→ **WHAT YOU HAVE TO DO**: Reproduce the records word for word, with nothing left out.

--- EXTRACTED ENTRIES ---

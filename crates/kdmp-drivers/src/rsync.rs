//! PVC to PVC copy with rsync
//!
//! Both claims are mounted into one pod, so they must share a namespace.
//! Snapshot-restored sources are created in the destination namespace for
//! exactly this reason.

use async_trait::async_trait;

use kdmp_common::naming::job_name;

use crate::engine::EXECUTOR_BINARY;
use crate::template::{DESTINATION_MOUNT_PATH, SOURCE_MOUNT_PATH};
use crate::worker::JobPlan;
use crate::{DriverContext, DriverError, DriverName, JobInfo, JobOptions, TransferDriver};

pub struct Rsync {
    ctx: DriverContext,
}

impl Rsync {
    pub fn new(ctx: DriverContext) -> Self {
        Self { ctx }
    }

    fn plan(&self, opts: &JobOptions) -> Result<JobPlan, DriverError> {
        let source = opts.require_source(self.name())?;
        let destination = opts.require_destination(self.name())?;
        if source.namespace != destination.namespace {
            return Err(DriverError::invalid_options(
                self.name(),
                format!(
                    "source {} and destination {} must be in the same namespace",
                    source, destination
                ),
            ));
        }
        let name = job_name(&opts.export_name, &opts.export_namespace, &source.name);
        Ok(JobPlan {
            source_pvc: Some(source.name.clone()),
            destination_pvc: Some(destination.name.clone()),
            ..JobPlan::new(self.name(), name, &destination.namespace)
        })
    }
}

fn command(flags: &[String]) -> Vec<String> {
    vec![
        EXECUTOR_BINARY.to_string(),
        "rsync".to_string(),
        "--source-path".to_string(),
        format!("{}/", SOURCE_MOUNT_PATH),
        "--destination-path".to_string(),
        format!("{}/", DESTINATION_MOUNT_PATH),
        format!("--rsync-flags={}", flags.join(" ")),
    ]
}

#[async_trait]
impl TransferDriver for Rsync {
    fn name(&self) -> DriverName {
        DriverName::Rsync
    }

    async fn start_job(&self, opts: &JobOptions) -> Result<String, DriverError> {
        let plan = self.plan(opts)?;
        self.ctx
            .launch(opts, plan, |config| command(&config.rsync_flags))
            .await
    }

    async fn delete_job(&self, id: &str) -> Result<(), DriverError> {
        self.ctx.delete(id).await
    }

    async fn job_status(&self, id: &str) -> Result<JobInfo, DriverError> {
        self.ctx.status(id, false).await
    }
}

---

→ **PROBLEM SOLUTION**:
filename crates/kdmp-drivers/src/rsync.rs
//! PVC to PVC copy with rsync
//!
//! Both claims are mounted into one pod, so they must share a namespace.
//! Snapshot-restored sources are created in the destination namespace for
//! exactly this reason.

use async_trait::async_trait;

use kdmp_common::naming::job_name;

use crate::engine::EXECUTOR_BINARY;
use crate::template::{DESTINATION_MOUNT_PATH, SOURCE_MOUNT_PATH};
use crate::worker::JobPlan;
use crate::{DriverContext, DriverError, DriverName, JobInfo, JobOptions, TransferDriver};

pub struct Rsync {
    ctx: DriverContext,
}

impl Rsync {
    pub fn new(ctx: DriverContext) -> Self {
        Self { ctx }
    }

    fn plan(&self, opts: &JobOptions) -> Result<JobPlan, DriverError> {
        let source = opts.require_source(self.name())?;
        let destination = opts.require_destination(self.name())?;
        if source.namespace != destination.namespace {
            return Err(DriverError::invalid_options(
                self.name(),
                format!(
                    "source {} and destination {} must be in the same namespace",
                    source, destination
                ),
            ));
        }
        let name = job_name(&opts.export_name, &opts.export_namespace, &source.name);
        Ok(JobPlan {
            source_pvc: Some(source.name.clone()),
            destination_pvc: Some(destination.name.clone()),
            ..JobPlan::new(self.name(), name, &destination.namespace)
        })
    }
}

fn command(flags: &[String]) -> Vec<String> {
    vec![
        EXECUTOR_BINARY.to_string(),
        "rsync".to_string(),
        "--source-path".to_string(),
        format!("{}/", SOURCE_MOUNT_PATH),
        "--destination-path".to_string(),
        format!("{}/", DESTINATION_MOUNT_PATH),
        format!("--rsync-flags={}", flags.join(" ")),
    ]
}

#[async_trait]
impl TransferDriver for Rsync {
    fn name(&self) -> DriverName {
        DriverName::Rsync
    }

    async fn start_job(&self, opts: &JobOptions) -> Result<String, DriverError> {
        let plan = self.plan(opts)?;
        self.ctx
            .launch(opts, plan, |config| command(&config.rsync_flags))
            .await
    }

    async fn delete_job(&self, id: &str) -> Result<(), DriverError> {
        self.ctx.delete(id).await
    }

    async fn job_status(&self, id: &str) -> Result<JobInfo, DriverError> {
        self.ctx.status(id, false).await
    }
}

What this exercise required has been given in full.